Tels furent les travaux des pontifes romains sur la Liturgie, durant la première moitié du XVIIIe siècle. Il n'est pas rare d'entendre des personnes, graves d'ailleurs, témoigner leur étonnement de ce que ces mêmes pontifes, si zélés pour le dépôt des traditions liturgiques, n'aient pas fulminé contre les nouveautés dont les églises de France étaient le théâtre à cette époque. Nous avons même été à portée de nous apercevoir que plusieurs semblaient disposés à regarder ce silence comme une sorte d'approbation.

 

Cependant, si ces personnes voulaient se donner la peine de parcourir les collections imprimées des décrets des congrégations du concile de Trente et des Rites, elles y trouveraient des preuves multipliées des intentions persévérantes du Saint-Siège sur l'observation des constitutions de saint Pie V, pour le Bréviaire et le Missel romains. Toutes questions adressées sur ce sujet, à Rome, ont été et seront toujours résolues dans ce sens.

 

Maintenant, est-il nécessaire que le Siège apostolique entreprenne de faire le procès à toutes les églises qui, n'étant pas dans le cas d'exception admis par saint Pie V, ont, nonobstant ce, abjuré les usages romains ? D'abord, pour cela, il faudrait qu'on eût gardé à Rome une statistique de la Liturgie des Églises d'après les règles fixées dans la bulle Quod a nobis, afin d'être, en mesure de poursuivre celles qui se seraient écartées de leur devoir. Mais cet état, quand a-t-il été dressé ? par qui l'a-t-il été ? Il est visible qu'avant de lancer sa constitution, le saint pape n'avait même pas un rapport exact de la situation des églises, quant à la Liturgie romaine, puisqu'il était contraint d'adopter la moyenne de deux cents ans de possession. De plus, il n'exigeait même pas que les églises instruisissent le Saint-Siège du parti qu'elles auraient pris ; il s'en rapportait, comme on l'a vu, à la conscience des évêques et des chapitres. Les archives pontificales ne possèdent donc aucun titre de conviction contre les églises qui auraient violé la bulle.

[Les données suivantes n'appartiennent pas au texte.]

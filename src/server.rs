//! HTTP API.
//!
//! Exposes upload, document inspection, keyword/semantic search, question
//! answering and index maintenance as a JSON API.
//!
//! # Endpoints
//!
//! | Method | Path | Description |
//! |--------|------|-------------|
//! | `GET`  | `/health` | Status, version, LLM availability, index counts |
//! | `POST` | `/upload` | Multipart upload (field `file`) |
//! | `GET`  | `/documents` | Indexed documents |
//! | `GET`  | `/documents/{filename}/info` | Metadata of one document |
//! | `GET`  | `/documents/{filename}/chunks` | Chunks in order |
//! | `GET`  | `/documents/{filename}/content` | Full extracted text |
//! | `GET`  | `/documents/{filename}/preview` | First `max_chars` characters (default 1000) |
//! | `GET`  | `/documents/{filename}/download` | Stored file as an attachment |
//! | `DELETE` | `/documents/{filename}` | Remove from index and disk |
//! | `GET`  | `/search` | Keyword search (`q`, `top_k`, `offset`) |
//! | `GET`  | `/semantic_search` | Semantic search (`q`, `top_k`, `offset`) |
//! | `GET`/`POST` | `/ask` | Grounded answer from the local LLM |
//! | `POST` | `/reindex` | Rebuild the index from the library |
//! | `GET`  | `/stats` | Index counters |
//! | `GET`  | `/llm/status` | Whether Ollama is reachable |
//!
//! # Error Contract
//!
//! ```json
//! { "error": { "code": "not_found", "message": "document not found: a.pdf" } }
//! ```
//!
//! | Code | Status |
//! |------|--------|
//! | `validation_error` | 400 |
//! | `not_found` | 404 |
//! | `dimension_mismatch` | 409 |
//! | `unsupported_type` | 415 |
//! | `extraction_failed` | 422 |
//! | `internal` | 500 |
//! | `dependency_unavailable` | 503 |
//! | `timeout` | 504 |
//!
//! # CORS
//!
//! All origins, methods, and headers are permitted so a browser UI served
//! from another port can call the API.

use axum::{
    extract::{DefaultBodyLimit, Multipart, Path, Query, State},
    http::{header, StatusCode},
    response::{IntoResponse, Response},
    routing::{get, post},
    Json, Router,
};
use refchat_core::models::{Chunk, DocumentMeta, IndexStats, SearchHit, SearchMode};
use refchat_core::prompt::{format_snippet, render_citation};
use refchat_core::retriever::SearchRequest;
use refchat_core::Error;
use serde::{Deserialize, Serialize};
use tower_http::cors::{Any, CorsLayer};
use tracing::{error, info};

use crate::config::Config;
use crate::ingest;
use crate::state::AppState;

const DEFAULT_PREVIEW_CHARS: usize = 1000;
const MAX_PREVIEW_CHARS: usize = 10_000;

/// Build state, bind `[server].bind` and serve until Ctrl-C.
pub async fn run_server(config: &Config) -> anyhow::Result<()> {
    let state = AppState::build(config).await?;
    let listener = tokio::net::TcpListener::bind(&config.server.bind).await?;
    println!("refchat listening on http://{}", listener.local_addr()?);

    axum::serve(listener, router(state.clone()))
        .with_graceful_shutdown(async {
            let _ = tokio::signal::ctrl_c().await;
            info!("shutdown requested");
        })
        .await?;

    state.shutdown();
    Ok(())
}

/// The full API router.
pub fn router(state: AppState) -> Router {
    let cors = CorsLayer::new()
        .allow_origin(Any)
        .allow_methods(Any)
        .allow_headers(Any);

    // Room for multipart framing on top of the file itself; the exact file
    // limit is enforced by the library.
    let body_limit = state.config.library.max_file_size_bytes() as usize + 64 * 1024;

    Router::new()
        .route("/health", get(handle_health))
        .route("/upload", post(handle_upload))
        .route("/documents", get(handle_list_documents))
        .route("/documents/{filename}", axum::routing::delete(handle_delete))
        .route("/documents/{filename}/info", get(handle_document_info))
        .route("/documents/{filename}/chunks", get(handle_document_chunks))
        .route("/documents/{filename}/content", get(handle_document_content))
        .route("/documents/{filename}/preview", get(handle_document_preview))
        .route("/documents/{filename}/download", get(handle_document_download))
        .route("/search", get(handle_keyword_search))
        .route("/semantic_search", get(handle_semantic_search))
        .route("/ask", get(handle_ask_get).post(handle_ask_post))
        .route("/reindex", post(handle_reindex))
        .route("/stats", get(handle_stats))
        .route("/llm/status", get(handle_llm_status))
        .layer(DefaultBodyLimit::max(body_limit))
        .layer(cors)
        .with_state(state)
}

Il est vrai que le défaut de ce titre de conviction ne saurait faire que ce qui, au XVIe siècle, eût constitué un grave délit, soit devenu légitime au XVIIIe.

 

Il y a longtemps que les novateurs ont prétendu s'autoriser du silence du Saint-Siège dans leurs sentiments, ou leurs pratiques audacieuses. On leur a toujours répondu que le silence du Saint-Siège ne devait plus être invoqué par eux comme une approbation, qu'il ne devait non plus être regardé comme la confirmation de certaines sentences rendues dans d'étroites localités. Le Pontife romain a reçu la mission d'enseigner ; il est le docteur de tous les chrétiens. Quand il a parlé, la cause est finie. Tant qu'il n'a pas parlé, on doit s'abstenir d'arguer quelque chose de son silence. Admettons donc, d'une part, qu'il ne s'est pas expliqué sur les nouvelles liturgies françaises ; mais convenons, d'autre part, qu'il n'a pas manqué une occasion pour déclarer que les églises astreintes au Bréviaire et au missel de saint Pie V n'ont point la liberté de se donner un autre bréviaire et un autre missel.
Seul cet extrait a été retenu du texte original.